Arief mengambil sebuah kotak besar berisikan banyak cokelat dalam bentuk yg bervariasi,


"Aku memang mendapatkan ini dari Manda, tapi ini tidak geratis aku membeli dari nya,, bahkan ini di disain khusus untuk kamu... lihat ini...!"


Arief menunjukan cokelat itu kepada ku, benar saja ada namaku di coklat itu.. aku hanya terdiam tak mampu lagi berbicara...


"Kamu pasti tak tahu kan, kalau Manda itu berjualan coklat, bahkan banyak sekali anak yg membeli darinya.


kamu salah paham padaku cantik... aku dan Manda tak ada hubungan apa-apa, tak seperti yg kamu kira, kami hanya berteman, kamu percaya kan pada ku?"


Apa benar apa yg aku dengar ini, apa ini nyata,,?

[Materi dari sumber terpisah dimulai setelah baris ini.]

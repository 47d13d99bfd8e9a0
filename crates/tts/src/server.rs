use std::sync::Arc;

use wordcast_config::{DiagnosticsConfig, SynthesisProviderType};
use wordcast_storage::supabase::{SupabaseCatalog, SupabaseStorage};

use crate::{
    error::{Result, TtsError},
    orchestrator::{SynthesisOrchestrator, SynthesisOutcome, SynthesisPolicy},
    provider::{SynthesisClient, azure::AzureSynthesizer},
    voice::VoiceCatalog,
};

/// TTS server shared by every request handler
pub struct Server {
    orchestrator: SynthesisOrchestrator,
    diagnostics: DiagnosticsConfig,
}

impl Server {
    pub const fn new(orchestrator: SynthesisOrchestrator, diagnostics: DiagnosticsConfig) -> Self {
        Self {
            orchestrator,
            diagnostics,
        }
    }

    /// Resolve `voice` (or the default voice) and return a URL for the audio
    pub async fn synthesize(&self, text: &str, voice: Option<&str>) -> Result<SynthesisOutcome> {
        let voice = voice.unwrap_or_else(|| self.orchestrator.voices().default_voice());
        self.orchestrator.synthesize(text, voice).await
    }

    pub fn voices(&self) -> &VoiceCatalog {
        self.orchestrator.voices()
    }

    pub(crate) fn synthesizer(&self) -> &Arc<dyn SynthesisClient> {
        self.orchestrator.synthesizer()
    }

    pub(crate) const fn orchestrator(&self) -> &SynthesisOrchestrator {
        &self.orchestrator
    }

    pub(crate) const fn diagnostics_config(&self) -> &DiagnosticsConfig {
        &self.diagnostics
    }
}

/// Builder for constructing the TTS server from configuration
pub struct TtsServerBuilder<'a> {
    config: &'a wordcast_config::Config,
}

impl<'a> TtsServerBuilder<'a> {
    pub const fn new(config: &'a wordcast_config::Config) -> Self {
        Self { config }
    }

    pub fn build(self) -> Result<Server> {
        let tts = &self.config.tts;
        let synthesis = &tts.synthesis;

        let synthesizer: Arc<dyn SynthesisClient> = match synthesis.provider_type {
            SynthesisProviderType::Azure => {
                let base_url = synthesis.base_url().ok_or_else(|| {
                    TtsError::ConfigError("speech synthesis requires either `region` or `endpoint`".to_owned())
                })?;

                tracing::debug!("Initializing Azure TTS provider at {base_url}");
                Arc::new(AzureSynthesizer::new(base_url, synthesis.api_key.clone()))
            }
        };

        let scratch_dir = tts.scratch_dir();
        std::fs::create_dir_all(&scratch_dir).map_err(|e| {
            TtsError::ConfigError(format!(
                "failed to create scratch directory {}: {e}",
                scratch_dir.display()
            ))
        })?;

        let voices = Arc::new(VoiceCatalog::from_config(tts));
        tracing::debug!(
            "TTS server initialized with {} voice(s), default {}",
            voices.len(),
            voices.default_voice()
        );

        let storage = &self.config.storage;
        let orchestrator = SynthesisOrchestrator::new(
            voices,
            synthesizer,
            Arc::new(SupabaseStorage::new(storage)),
            Arc::new(SupabaseCatalog::new(storage)),
            scratch_dir,
            SynthesisPolicy::from_config(synthesis),
        );

        Ok(Server::new(orchestrator, self.config.server.diagnostics.clone()))
    }
}
use async_trait::async_trait;
use reqwest::{
    Client,
    header::{CONTENT_TYPE, HeaderValue},
};
use secrecy::{ExposeSecret, SecretString};

use super::{SynthesisClient, SynthesisError};
use crate::{http_client::http_client, spool::AudioSpool, voice::VoiceCatalog};

/// Output format requested from the service; matches the stored `.mp3` objects
const OUTPUT_FORMAT: &str = "audio-24khz-48kbitrate-mono-mp3";

const SUBSCRIPTION_KEY_HEADER: &str = "Ocp-Apim-Subscription-Key";
const OUTPUT_FORMAT_HEADER: &str = "X-Microsoft-OutputFormat";

/// Azure Cognitive Services neural TTS over REST
pub struct AzureSynthesizer {
    client: Client,
    base_url: String,
    api_key: SecretString,
    name: String,
}

impl AzureSynthesizer {
    pub fn new(base_url: String, api_key: SecretString) -> Self {
        Self {
            client: http_client(),
            base_url,
            api_key,
            name: "azure".to_owned(),
        }
    }
}

/// Escape text for inclusion in an SSML element
fn escape_xml(text: &str) -> String {
    let mut escaped = String::with_capacity(text.len());

    for c in text.chars() {
        match c {
            '&' => escaped.push_str("&amp;"),
            '<' => escaped.push_str("&lt;"),
            '>' => escaped.push_str("&gt;"),
            '"' => escaped.push_str("&quot;"),
            '\'' => escaped.push_str("&apos;"),
            _ => escaped.push(c),
        }
    }

    escaped
}

/// Wrap plain text in a single-voice SSML document
fn build_ssml(text: &str, voice: &str) -> String {
    let lang = VoiceCatalog::locale(voice).unwrap_or("en-US");

    format!(
        "<speak version='1.0' xmlns='http://www.w3.org/2001/10/synthesis' xml:lang='{lang}'>\
         <voice name='{voice}'>{text}</voice></speak>",
        voice = escape_xml(voice),
        text = escape_xml(text),
    )
}

#[async_trait]
impl SynthesisClient for AzureSynthesizer {
    async fn synthesize(&self, text: &str, voice: &str, spool: &mut AudioSpool) -> Result<(), SynthesisError> {
        let url = format!("{}/cognitiveservices/v1", self.base_url);

        tracing::debug!(voice, input_len = text.len(), "Azure TTS request");

        let mut response = self
            .client
            .post(&url)
            .header(SUBSCRIPTION_KEY_HEADER, self.api_key.expose_secret())
            .header(OUTPUT_FORMAT_HEADER, OUTPUT_FORMAT)
            .header(CONTENT_TYPE, HeaderValue::from_static("application/ssml+xml"))
            .body(build_ssml(text, voice))
            .send()
            .await
            .map_err(|e| {
                tracing::error!("Azure TTS request failed: {e}");
                SynthesisError::UpstreamUnavailable(format!("failed to reach Azure TTS: {e}"))
            })?;

        let status = response.status();

        if !status.is_success() {
            let error_text = response.text().await.unwrap_or_else(|_| "Unknown error".to_string());

            tracing::error!("Azure TTS API error ({status}): {error_text}");

            return Err(SynthesisError::UpstreamUnavailable(format!(
                "Azure TTS returned {status}: {error_text}"
            )));
        }

        while let Some(chunk) = response.chunk().await.map_err(|e| {
            tracing::error!("Failed to read Azure TTS response body: {e}");
            SynthesisError::UpstreamUnavailable(format!("audio stream interrupted: {e}"))
        })? {
            spool
                .write(&chunk)
                .await
                .map_err(|e| SynthesisError::Spool(e.to_string()))?;
        }

        if spool.is_empty() {
            return Err(SynthesisError::NoAudioProduced);
        }

        tracing::debug!(bytes = spool.len(), "Azure TTS synthesis complete");

        Ok(())
    }

    fn endpoint(&self) -> &str {
        &self.base_url
    }

    fn name(&self) -> &str {
        &self.name
    }
}
pub mod azure;

use std::time::Duration;

use async_trait::async_trait;
use thiserror::Error;

use crate::spool::AudioSpool;

/// Failure of a single synthesis attempt
#[derive(Debug, Error)]
pub enum SynthesisError {
    /// Engine unreachable or rejected the request
    #[error("upstream unavailable: {0}")]
    UpstreamUnavailable(String),

    /// Engine answered successfully but returned no audio
    #[error("no audio was produced")]
    NoAudioProduced,

    /// Attempt exceeded its deadline
    #[error("synthesis timed out after {}s", .0.as_secs_f32())]
    Timeout(Duration),

    /// Local spool file could not be written
    #[error("audio spool: {0}")]
    Spool(String),
}

impl SynthesisError {
    /// Whether another attempt may succeed
    pub const fn is_retryable(&self) -> bool {
        matches!(self, Self::UpstreamUnavailable(_) | Self::Timeout(_))
    }
}

/// Neural text-to-speech engine
#[async_trait]
pub trait SynthesisClient: Send + Sync {
    /// Synthesize `text` with `voice`, streaming encoded audio into `spool`
    async fn synthesize(&self, text: &str, voice: &str, spool: &mut AudioSpool) -> Result<(), SynthesisError>;

    /// Base URL of the engine, probed by the diagnostics endpoint
    fn endpoint(&self) -> &str;

    /// Get the provider name
    fn name(&self) -> &str;
}
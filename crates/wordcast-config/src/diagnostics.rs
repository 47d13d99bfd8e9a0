use std::time::Duration;

use serde::Deserialize;

/// Network self-diagnostic endpoint
///
/// Probes DNS, TCP reachability and an end-to-end synthesis against the
/// configured provider. Disabled unless explicitly turned on because the
/// smoke synthesis consumes provider quota.
#[derive(Debug, Clone, Deserialize)]
#[serde(deny_unknown_fields)]
pub struct DiagnosticsConfig {
    #[serde(default)]
    pub enabled: bool,
    #[serde(default = "default_path")]
    pub path: String,
    /// Phrase synthesized by the smoke test
    #[serde(default = "default_probe_text")]
    pub probe_text: String,
    /// Deadline applied to each probe stage
    #[serde(default = "default_timeout_seconds")]
    pub timeout_seconds: u64,
}

impl DiagnosticsConfig {
    pub const fn timeout(&self) -> Duration {
        Duration::from_secs(self.timeout_seconds)
    }
}

impl Default for DiagnosticsConfig {
    fn default() -> Self {
        Self {
            enabled: false,
            path: default_path(),
            probe_text: default_probe_text(),
            timeout_seconds: default_timeout_seconds(),
        }
    }
}

fn default_path() -> String {
    "/diagnostics".to_owned()
}

fn default_probe_text() -> String {
    "hello".to_owned()
}

#[allow(clippy::missing_const_for_fn)]
fn default_timeout_seconds() -> u64 {
    5
}
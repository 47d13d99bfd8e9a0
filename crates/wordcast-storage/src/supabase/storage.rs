use async_trait::async_trait;
use reqwest::{Client, StatusCode, header::CONTENT_TYPE};
use secrecy::SecretString;
use wordcast_config::StorageConfig;

use super::{authorize, error_text, http_client};
use crate::{ArtifactStore, CacheKey, StorageError};

/// Supabase Storage bucket
pub struct SupabaseStorage {
    client: Client,
    base_url: String,
    service_key: SecretString,
    bucket: String,
    prefix: String,
    cache_control: String,
}

impl SupabaseStorage {
    pub fn new(config: &StorageConfig) -> Self {
        Self {
            client: http_client(),
            base_url: config.base_url(),
            service_key: config.service_key.clone(),
            bucket: config.bucket.clone(),
            prefix: config.prefix.clone(),
            cache_control: format!("max-age={}", config.cache_control_seconds),
        }
    }

    fn object_url(&self, key: &CacheKey) -> String {
        format!(
            "{}/storage/v1/object/{}/{}",
            self.base_url,
            self.bucket,
            key.object_path(&self.prefix)
        )
    }
}

#[async_trait]
impl ArtifactStore for SupabaseStorage {
    async fn exists(&self, key: &CacheKey) -> Result<bool, StorageError> {
        let response = authorize(self.client.head(self.object_url(key)), &self.service_key)
            .send()
            .await
            .map_err(|e| StorageError::Connection(format!("failed to probe object: {e}")))?;

        match response.status() {
            status if status.is_success() => Ok(true),
            StatusCode::NOT_FOUND => Ok(false),
            status => Err(StorageError::Probe {
                status: status.as_u16(),
                message: error_text(response).await,
            }),
        }
    }

    async fn upload(&self, key: &CacheKey, audio: Vec<u8>, content_type: &str) -> Result<(), StorageError> {
        let bytes = audio.len();

        let response = authorize(self.client.post(self.object_url(key)), &self.service_key)
            .header(CONTENT_TYPE, content_type)
            .header("cache-control", &self.cache_control)
            .header("x-upsert", "true")
            .body(audio)
            .send()
            .await
            .map_err(|e| {
                tracing::error!(%key, "storage upload request failed: {e}");
                StorageError::Connection(format!("failed to upload object: {e}"))
            })?;

        let status = response.status();

        if !status.is_success() {
            let message = error_text(response).await;
            tracing::error!(%key, "storage upload rejected ({status}): {message}");

            return Err(StorageError::Upload {
                status: status.as_u16(),
                message,
            });
        }

        tracing::debug!(%key, bytes, "uploaded audio object");
        Ok(())
    }

    fn public_url(&self, key: &CacheKey) -> String {
        format!(
            "{}/storage/v1/object/public/{}/{}",
            self.base_url,
            self.bucket,
            key.object_path(&self.prefix)
        )
    }
}
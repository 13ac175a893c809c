//! Byte-level decoding helpers shared by the runtime collaborators and the value decoders.

mod io;
mod parser;

pub use io::{read_be, read_be_at, read_le, read_le_at, read_pointer_le, HeapIO};
pub use parser::Parser;
mod app;
mod commands;
mod output;

use clap::Parser;

use crate::app::{Cli, Command};

fn main() -> anyhow::Result<()> {
    ctrlc::set_handler(|| {
        eprintln!("\nCancelled.");
        std::process::exit(130);
    })
    .expect("failed to set Ctrl+C handler");

    let cli = Cli::parse();

    // Show heapscope info+ on stderr unless --json; --verbose enables debug; RUST_LOG overrides
    if !cli.global.json {
        let level = if cli.global.verbose {
            log::LevelFilter::Debug
        } else {
            log::LevelFilter::Info
        };
        env_logger::Builder::new()
            .filter_module("heapscope", level)
            .parse_default_env()
            .target(env_logger::Target::Stderr)
            .format_timestamp(None)
            .format_module_path(false)
            .format_target(false)
            .init();
    }

    match &cli.command {
        Command::Stack { map, path } => commands::stack::run(map, path.as_deref(), &cli.global),
        Command::Type { map, name } => commands::names::deobfuscate(map, name, &cli.global),
        Command::Obfuscate { map, name } => commands::names::obfuscate(map, name, &cli.global),
        Command::Map { map, r#type } => commands::map::run(map, r#type.as_deref(), &cli.global),
    }
}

aku menganggukkan kepalaku perlahan,,


" Apa itu artinya, kamu menerima aku" dari raut wajahnya, aku yakin Arief sedang tidak bercanda saat ini..


Aku kembali menganggukan kepalaku lagi...


"Yes, yes, yes," Arief berjingkrak-jingkrak seperti anak kecil yg baru saja membeli mainan yg di inginkan nya ..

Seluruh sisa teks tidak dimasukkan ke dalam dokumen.